Michael Jackson's death leaves door open to hacker threat

Darren Calabrese/AP
Pedestrians walk past a tribute written on the sidewalk honoring the late Michael Jackson on Dundas Square in Toronto on Friday, June 26. Jackson died Thursday in Los Angeles.

The near concurrent deaths of Michael Jackson and Farrah Fawcett on Thursday – and the ensuing media frenzy, which by some accounts slowed the speed of the Internet considerably – is now being exploited by teams of hackers, security analysts reported today.

One malware campaign, documented extensively by researchers at Websense, sends out emails with a link to an apparent YouTube clip of Michael Jackson. But when readers click on the link, they are brought to a heavily compromised site hosted in Australia.

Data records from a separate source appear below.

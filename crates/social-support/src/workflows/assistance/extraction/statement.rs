use std::collections::BTreeMap;
use std::io::Read;
use std::sync::OnceLock;

use chrono::{Datelike, NaiveDate, NaiveDateTime};
use regex::Regex;

/// Metadata rows (bank name, account holder, period, ...) printed above the column header.
pub const STATEMENT_METADATA_ROWS: usize = 6;

const DATE_FORMATS: [&str; 6] = [
    "%Y-%m-%d", "%d/%m/%Y", "%d-%m-%Y", "%d-%b-%Y", "%d %b %Y", "%Y/%m/%d",
];

const DATETIME_FORMATS: [&str; 2] = ["%Y-%m-%d %H:%M:%S", "%Y-%m-%dT%H:%M:%S"];

/// Monthly averages derived from a bank statement.
#[derive(Debug, Clone, Copy, Default, PartialEq)]
pub struct StatementSummary {
    pub monthly_income: f64,
    pub monthly_debt_service: f64,
    pub salary_months: usize,
    pub installment_months: usize,
}

#[derive(Debug, thiserror::Error)]
pub enum StatementError {
    #[error("bank statement could not be read as CSV: {0}")]
    Csv(#[from] csv::Error),
    #[error("bank statement ended before the header row")]
    MissingHeader,
    #[error("bank statement header has no {0} column")]
    MissingColumn(&'static str),
}

#[derive(Debug, Clone, Copy)]
struct Columns {
    description: usize,
    date: usize,
    income: Option<usize>,
    expenditure: Option<usize>,
}

impl Columns {
    fn locate(header: &csv::StringRecord) -> Result<Self, StatementError> {
        let find = |needle: &str| {
            header
                .iter()
                .position(|column| column.trim().to_lowercase().contains(needle))
        };

        Ok(Self {
            description: find("desc").ok_or(StatementError::MissingColumn("description"))?,
            date: find("date").ok_or(StatementError::MissingColumn("date"))?,
            income: find("income"),
            expenditure: find("expend"),
        })
    }
}

struct Keywords {
    salary: Regex,
    installment: Regex,
}

fn keywords() -> Option<&'static Keywords> {
    static KEYWORDS: OnceLock<Option<Keywords>> = OnceLock::new();
    KEYWORDS
        .get_or_init(|| {
            Some(Keywords {
                salary: Regex::new(r"(?i)salary").ok()?,
                installment: Regex::new(r"(?i)\bemi\b|loan\s+install?ment").ok()?,
            })
        })
        .as_ref()
}

/// Average salary credits and loan installments per calendar month.
///
/// Salary rows contribute their income amount and installment rows their expenditure amount.
/// Rows without a parsable date or amount are skipped. Each average is taken over the months
/// in which that kind of row appears.
pub fn summarize_statement<R: Read>(reader: R) -> Result<StatementSummary, StatementError> {
    let mut reader = csv::ReaderBuilder::new()
        .has_headers(false)
        .flexible(true)
        .trim(csv::Trim::All)
        .from_reader(reader);

    let mut records = reader.records().skip(STATEMENT_METADATA_ROWS);
    let header = records.next().ok_or(StatementError::MissingHeader)??;
    let columns = Columns::locate(&header)?;
    let Some(keywords) = keywords() else {
        return Ok(StatementSummary::default());
    };

    let mut salary: BTreeMap<(i32, u32), f64> = BTreeMap::new();
    let mut installments: BTreeMap<(i32, u32), f64> = BTreeMap::new();

    for record in records {
        let record = record?;
        let description = record.get(columns.description).unwrap_or_default();
        let Some(date) = record.get(columns.date).and_then(parse_date) else {
            continue;
        };
        let month = (date.year(), date.month());

        if keywords.salary.is_match(description) {
            if let Some(amount) = columns
                .income
                .and_then(|index| record.get(index))
                .and_then(parse_amount)
            {
                *salary.entry(month).or_default() += amount;
            }
        }

        if keywords.installment.is_match(description) {
            if let Some(amount) = columns
                .expenditure
                .and_then(|index| record.get(index))
                .and_then(parse_amount)
            {
                *installments.entry(month).or_default() += amount;
            }
        }
    }

    Ok(StatementSummary {
        monthly_income: mean(&salary),
        monthly_debt_service: mean(&installments),
        salary_months: salary.len(),
        installment_months: installments.len(),
    })
}

fn mean(monthly: &BTreeMap<(i32, u32), f64>) -> f64 {
    if monthly.is_empty() {
        return 0.0;
    }
    monthly.values().sum::<f64>() / monthly.len() as f64
}

fn parse_date(raw: &str) -> Option<NaiveDate> {
    let raw = raw.trim();
    if raw.is_empty() {
        return None;
    }

    DATE_FORMATS
        .iter()
        .find_map(|format| NaiveDate::parse_from_str(raw, format).ok())
        .or_else(|| {
            DATETIME_FORMATS
                .iter()
                .find_map(|format| NaiveDateTime::parse_from_str(raw, format).ok())
                .map(|timestamp| timestamp.date())
        })
}

fn parse_amount(raw: &str) -> Option<f64> {
    let cleaned: String = raw
        .trim()
        .trim_start_matches("AED")
        .chars()
        .filter(|ch| !matches!(ch, ',' | ' '))
        .collect();
    if cleaned.is_empty() {
        return None;
    }
    cleaned.parse::<f64>().ok().filter(|amount| amount.is_finite())
}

Meanwhile, Sophos, an IT security firm, is warning against a wave of emails purporting to have inside information on Jackson's death. Although the body of these emails does not contain a link, Sophos experts say, the spammers behind the emails can easily harvest personal information if recipients reply to the original message.

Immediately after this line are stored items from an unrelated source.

use crate::config::ConfigError;
use crate::telemetry::TelemetryError;
use crate::workflows::assistance::{ApplicationServiceError, ModelLoadError};
use axum::http::StatusCode;
use axum::response::{IntoResponse, Response};
use axum::Json;
use serde_json::json;
use std::fmt;

#[derive(Debug)]
pub enum AppError {
    Config(ConfigError),
    Telemetry(TelemetryError),
    Io(std::io::Error),
    Server(axum::Error),
    Model(ModelLoadError),
    Pipeline(ApplicationServiceError),
}

impl fmt::Display for AppError {
    fn fmt(&self, f: &mut fmt::Formatter<'_>) -> fmt::Result {
        match self {
            AppError::Config(err) => write!(f, "configuration error: {}", err),
            AppError::Telemetry(err) => write!(f, "telemetry error: {}", err),
            AppError::Io(err) => write!(f, "io error: {}", err),
            AppError::Server(err) => write!(f, "server error: {}", err),
            AppError::Model(err) => write!(f, "eligibility model error: {}", err),
            AppError::Pipeline(err) => write!(f, "pipeline error: {}", err),
        }
    }
}

impl std::error::Error for AppError {
    fn source(&self) -> Option<&(dyn std::error::Error + 'static)> {
        match self {
            AppError::Config(err) => Some(err),
            AppError::Telemetry(err) => Some(err),
            AppError::Io(err) => Some(err),
            AppError::Server(err) => Some(err),
            AppError::Model(err) => Some(err),
            AppError::Pipeline(err) => Some(err),
        }
    }
}

impl IntoResponse for AppError {
    fn into_response(self) -> Response {
        let status = match self {
            AppError::Pipeline(ApplicationServiceError::AlreadyFinished(_)) => {
                StatusCode::CONFLICT
            }
            AppError::Pipeline(ApplicationServiceError::InvalidSubmission(_)) => {
                StatusCode::UNPROCESSABLE_ENTITY
            }
            AppError::Config(_)
            | AppError::Telemetry(_)
            | AppError::Io(_)
            | AppError::Server(_)
            | AppError::Model(_)
            | AppError::Pipeline(_) => StatusCode::INTERNAL_SERVER_ERROR,
        };

        let body = Json(json!({ "error": self.to_string() }));
        (status, body).into_response()
    }
}

impl From<ConfigError> for AppError {
    fn from(value: ConfigError) -> Self {
        Self::Config(value)
    }
}

impl From<TelemetryError> for AppError {
    fn from(value: TelemetryError) -> Self {
        Self::Telemetry(value)
    }
}

impl From<std::io::Error> for AppError {
    fn from(value: std::io::Error) -> Self {
        Self::Io(value)
    }
}

impl From<axum::Error> for AppError {
    fn from(value: axum::Error) -> Self {
        Self::Server(value)
    }
}

impl From<ModelLoadError> for AppError {
    fn from(value: ModelLoadError) -> Self {
        Self::Model(value)
    }
}

impl From<ApplicationServiceError> for AppError {
    fn from(value: ApplicationServiceError) -> Self {
        Self::Pipeline(value)
    }
}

"The untimely death of [Jackson] has sent shockwaves through the entire world – but unfortunately, this type of huge news story is also the perfect vehicle for spammers to snare vulnerable computer users," Graham Cluley, senior technology consultant at Sophos said in a statement. "These spammers are relying on curious users to reply to their bogus claims – but if you receive one of these messages you just need to delete it."

Meanwhile, the folks at Webroot have been tracking a third hacker campaign – this one timed to take advantage of the death of Farrah Fawcett. Beginning yesterday, blogger Andrew Brandt writes, Webroot found "tons" of pages offering a downloadable Farrah Fawcett poster. "What you got, when you clicked the link that looks suspiciously like a video player (not a static image), was — you guessed it. A load of junk," Brandt explains.

Moral of this story? Stay away from suspicious links and email messages.